Acclimatizing to life in the UK from Kenya is really, really hard, even if you're not 13. Peter Gabriel's music helped me get through a rotten time in my life. My prog-rock childhood had convinced me that good music was over; but the release of a new record from my favorite musician was like a little island of sanity in the midst of that chaotic combination of culture shock and adolescence. So was something from Kenya. Up was something from Britain. Peter Gabriel offered a way of exploring new territory while still being in touch with my past.
I love So. I've listened to it probably eighty billion gazillion times in the past decade, but to my ears it still hums with the echoes of a very different part of my life – a part that ended ten years ago. It feels very weird to be ten years out of Kenya, and weirder still to be ten years removed from the profoundly, awesomely ignorant little oddball I was when I was 13. Here are five things I wish I could go back in time and tell my 13-year-old self, to ease those troublesome years of high school:
1. Read this. Try not to be a douche about your shiny megatons of privilege.
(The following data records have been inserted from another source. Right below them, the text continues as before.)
//! SQLite-backed settings store.

use std::path::Path;
use std::sync::{Mutex, MutexGuard};
use std::time::Duration;

use chrono::Utc;
use rusqlite::{params, Connection};

use super::{SettingsError, SettingsStore};

/// SQLite-backed settings store.
pub struct SqliteSettingsStore {
    conn: Mutex<Connection>,
}

impl SqliteSettingsStore {
    pub fn new(path: &Path) -> Result<Self, SettingsError> {
        let conn = Connection::open(path)?;
        conn.busy_timeout(Duration::from_secs(5))?;
        Self::initialize_schema(&conn)?;
        Ok(Self {
            conn: Mutex::new(conn),
        })
    }

    pub fn in_memory() -> Result<Self, SettingsError> {
        let conn = Connection::open_in_memory()?;
        Self::initialize_schema(&conn)?;
        Ok(Self {
            conn: Mutex::new(conn),
        })
    }

    fn initialize_schema(conn: &Connection) -> Result<(), SettingsError> {
        conn.execute_batch(
            r#"
            CREATE TABLE IF NOT EXISTS settings (
                key TEXT PRIMARY KEY,
                value TEXT NOT NULL,
                updated_at TEXT NOT NULL
            );
            "#,
        )?;
        Ok(())
    }

    fn conn(&self) -> Result<MutexGuard<'_, Connection>, SettingsError> {
        self.conn
            .lock()
            .map_err(|_| SettingsError::Database("connection lock poisoned".to_string()))
    }
}

impl SettingsStore for SqliteSettingsStore {
    fn all(&self) -> Result<Vec<(String, String)>, SettingsError> {
        let conn = self.conn()?;
        let mut stmt = conn.prepare("SELECT key, value FROM settings ORDER BY key")?;
        let rows = stmt
            .query_map([], |row| Ok((row.get(0)?, row.get(1)?)))?
            .collect::<Result<Vec<_>, _>>()?;
        Ok(rows)
    }

    fn set_many(&self, values: &[(&str, String)]) -> Result<(), SettingsError> {
        let mut conn = self.conn()?;
        let tx = conn.transaction()?;
        let now = Utc::now().to_rfc3339();
        for (key, value) in values {
            tx.execute(
                "INSERT INTO settings (key, value, updated_at) VALUES (?1, ?2, ?3)
                 ON CONFLICT(key) DO UPDATE SET value = excluded.value, updated_at = excluded.updated_at",
                params![key, value, now],
            )?;
        }
        tx.commit()?;
        Ok(())
    }

    fn clear(&self) -> Result<(), SettingsError> {
        self.conn()?.execute("DELETE FROM settings", [])?;
        Ok(())
    }
}

#[cfg(test)]
mod tests {
    use super::*;

    #[test]
    fn test_set_many_upserts() {
        let store = SqliteSettingsStore::in_memory().unwrap();
        assert!(store.all().unwrap().is_empty());

        store
            .set_many(&[("language", "\"en\"".to_string()), ("confirm_before_upload", "true".to_string())])
            .unwrap();
        store.set_many(&[("language", "\"fr\"".to_string())]).unwrap();

        assert_eq!(
            store.all().unwrap(),
            vec![
                ("confirm_before_upload".to_string(), "true".to_string()),
                ("language".to_string(), "\"fr\"".to_string()),
            ]
        );
    }

    #[test]
    fn test_clear() {
        let store = SqliteSettingsStore::in_memory().unwrap();
        store.set_many(&[("language", "\"en\"".to_string())]).unwrap();
        store.clear().unwrap();
        assert!(store.all().unwrap().is_empty());
    }

    #[test]
    fn test_rows_survive_reopen() {
        let dir = tempfile::tempdir().unwrap();
        let path = dir.path().join("settings.db");

        SqliteSettingsStore::new(&path)
            .unwrap()
            .set_many(&[("language", "\"en\"".to_string())])
            .unwrap();

        let reopened = SqliteSettingsStore::new(&path).unwrap();
        assert_eq!(reopened.all().unwrap().len(), 1);
    }
}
2. Gender theory, sex-pos feminism, and QUILTBAG awareness. UK sex ed in the early-to-mid-2000s is entirely contraception-centric, with the admirable goal of reducing unwanted teen pregnancy, but you will not get any of the sex and gender education you so desperately need. You'll be much happier once you deconstruct the dominant cultural framing of all sexual activity as teleological toward PIV. Learn not to worry whether you're “normal” re: gender identity or sexuality.
3. It's okay to feel things and want things. You don't have to empty it all into your fiction, and you don't have to let other people dictate who you can be. Life will never be easy, but I promise you it will one day be a million times more interesting than it is right now.
4. Mother is right more often than you think, and she is wrong more often than you think. If that sounds contradictory, welcome to having a Jewish mother. You'll never get used to it.
5. Most of all: EVERYONE IS FAKING IT. ALL THE TIME.